RECORDS FOR THIS TASK
------------------------------------------------------------

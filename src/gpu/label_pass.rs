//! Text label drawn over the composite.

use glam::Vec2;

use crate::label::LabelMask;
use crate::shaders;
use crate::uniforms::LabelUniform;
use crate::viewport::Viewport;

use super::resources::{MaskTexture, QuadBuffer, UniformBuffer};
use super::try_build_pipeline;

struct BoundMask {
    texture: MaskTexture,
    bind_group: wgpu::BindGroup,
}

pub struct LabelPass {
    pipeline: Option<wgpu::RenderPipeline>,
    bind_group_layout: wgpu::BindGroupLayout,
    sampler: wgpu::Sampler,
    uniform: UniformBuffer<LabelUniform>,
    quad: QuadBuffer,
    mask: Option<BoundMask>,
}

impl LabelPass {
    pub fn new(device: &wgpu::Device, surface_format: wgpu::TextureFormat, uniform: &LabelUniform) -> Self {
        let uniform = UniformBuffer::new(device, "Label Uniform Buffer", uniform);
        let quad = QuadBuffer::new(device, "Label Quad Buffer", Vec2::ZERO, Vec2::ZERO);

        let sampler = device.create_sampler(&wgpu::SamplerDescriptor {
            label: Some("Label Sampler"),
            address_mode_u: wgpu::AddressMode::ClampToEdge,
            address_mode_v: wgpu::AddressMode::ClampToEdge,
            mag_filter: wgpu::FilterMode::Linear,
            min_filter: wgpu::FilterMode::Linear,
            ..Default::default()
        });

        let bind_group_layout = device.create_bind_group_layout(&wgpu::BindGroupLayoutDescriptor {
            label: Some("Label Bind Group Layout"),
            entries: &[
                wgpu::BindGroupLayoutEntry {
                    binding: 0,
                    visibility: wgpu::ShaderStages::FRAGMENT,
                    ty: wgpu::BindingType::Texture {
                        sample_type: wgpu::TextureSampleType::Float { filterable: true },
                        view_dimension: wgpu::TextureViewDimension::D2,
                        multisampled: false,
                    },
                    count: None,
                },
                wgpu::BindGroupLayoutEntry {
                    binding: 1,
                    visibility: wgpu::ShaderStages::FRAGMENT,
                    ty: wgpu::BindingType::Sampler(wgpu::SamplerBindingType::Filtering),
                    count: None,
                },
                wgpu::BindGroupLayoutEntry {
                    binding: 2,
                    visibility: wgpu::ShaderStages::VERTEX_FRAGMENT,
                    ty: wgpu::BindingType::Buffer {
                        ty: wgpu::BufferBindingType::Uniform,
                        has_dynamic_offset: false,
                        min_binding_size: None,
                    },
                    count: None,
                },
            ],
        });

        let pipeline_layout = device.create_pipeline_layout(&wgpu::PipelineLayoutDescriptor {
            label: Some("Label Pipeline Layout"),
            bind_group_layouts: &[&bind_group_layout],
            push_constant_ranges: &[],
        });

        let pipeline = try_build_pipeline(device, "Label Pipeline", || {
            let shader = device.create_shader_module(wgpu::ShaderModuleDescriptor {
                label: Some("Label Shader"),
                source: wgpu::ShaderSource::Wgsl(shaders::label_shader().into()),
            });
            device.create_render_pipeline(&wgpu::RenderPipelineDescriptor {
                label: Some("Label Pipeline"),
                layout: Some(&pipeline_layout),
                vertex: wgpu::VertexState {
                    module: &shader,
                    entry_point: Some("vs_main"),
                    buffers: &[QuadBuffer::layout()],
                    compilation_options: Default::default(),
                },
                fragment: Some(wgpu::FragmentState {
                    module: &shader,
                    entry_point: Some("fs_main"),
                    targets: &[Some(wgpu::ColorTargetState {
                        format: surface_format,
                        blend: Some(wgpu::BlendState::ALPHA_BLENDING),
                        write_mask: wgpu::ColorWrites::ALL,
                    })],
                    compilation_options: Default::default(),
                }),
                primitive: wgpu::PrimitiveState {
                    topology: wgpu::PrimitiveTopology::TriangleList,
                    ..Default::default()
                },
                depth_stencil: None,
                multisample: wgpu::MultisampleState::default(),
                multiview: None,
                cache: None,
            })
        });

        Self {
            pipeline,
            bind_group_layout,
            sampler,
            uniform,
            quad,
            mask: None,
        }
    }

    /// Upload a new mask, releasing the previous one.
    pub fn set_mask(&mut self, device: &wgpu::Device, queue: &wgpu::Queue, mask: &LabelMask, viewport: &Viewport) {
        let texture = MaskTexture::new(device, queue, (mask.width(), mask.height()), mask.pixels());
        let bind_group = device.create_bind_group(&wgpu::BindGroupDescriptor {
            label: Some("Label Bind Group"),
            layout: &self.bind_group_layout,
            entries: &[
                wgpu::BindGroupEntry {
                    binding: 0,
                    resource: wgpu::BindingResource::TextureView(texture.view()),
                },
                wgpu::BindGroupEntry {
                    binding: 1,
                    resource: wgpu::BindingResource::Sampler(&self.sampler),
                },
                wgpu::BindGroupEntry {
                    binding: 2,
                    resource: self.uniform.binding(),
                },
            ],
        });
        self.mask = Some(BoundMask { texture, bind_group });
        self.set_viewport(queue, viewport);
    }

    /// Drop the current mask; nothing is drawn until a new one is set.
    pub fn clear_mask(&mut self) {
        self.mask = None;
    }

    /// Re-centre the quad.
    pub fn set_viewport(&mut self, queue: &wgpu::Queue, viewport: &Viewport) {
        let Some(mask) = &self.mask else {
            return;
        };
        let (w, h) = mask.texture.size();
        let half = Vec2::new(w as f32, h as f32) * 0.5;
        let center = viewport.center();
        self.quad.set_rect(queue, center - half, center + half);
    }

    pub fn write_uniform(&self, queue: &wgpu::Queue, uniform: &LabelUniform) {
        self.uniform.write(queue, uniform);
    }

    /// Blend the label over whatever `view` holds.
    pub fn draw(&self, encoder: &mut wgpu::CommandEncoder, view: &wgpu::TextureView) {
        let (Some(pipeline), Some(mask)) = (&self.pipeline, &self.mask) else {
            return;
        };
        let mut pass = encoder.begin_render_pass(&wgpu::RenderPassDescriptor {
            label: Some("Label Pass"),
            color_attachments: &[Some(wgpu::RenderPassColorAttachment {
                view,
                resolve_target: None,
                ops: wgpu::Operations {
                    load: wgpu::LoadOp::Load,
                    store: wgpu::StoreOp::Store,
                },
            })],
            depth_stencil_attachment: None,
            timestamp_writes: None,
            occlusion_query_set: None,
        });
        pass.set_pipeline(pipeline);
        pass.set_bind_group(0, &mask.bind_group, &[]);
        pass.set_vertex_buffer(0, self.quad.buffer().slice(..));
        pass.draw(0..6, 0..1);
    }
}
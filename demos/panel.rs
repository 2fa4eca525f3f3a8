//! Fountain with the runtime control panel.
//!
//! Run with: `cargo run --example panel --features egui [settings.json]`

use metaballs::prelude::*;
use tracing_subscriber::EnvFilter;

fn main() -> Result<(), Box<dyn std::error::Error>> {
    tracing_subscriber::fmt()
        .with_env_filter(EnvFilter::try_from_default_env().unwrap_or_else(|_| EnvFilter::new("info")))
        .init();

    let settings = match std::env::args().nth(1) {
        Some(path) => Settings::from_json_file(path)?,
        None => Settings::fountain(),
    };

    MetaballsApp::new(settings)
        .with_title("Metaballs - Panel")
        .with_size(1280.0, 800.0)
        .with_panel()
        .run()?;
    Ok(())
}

------------------------------------------------------------

DIRECTIONS FOR THIS TASK
All lines of the data above that include the word "filename" must be shown.

RESULT FOR THIS EXERCISE
filename src/gpu/label_pass.rs
filename demos/panel.rs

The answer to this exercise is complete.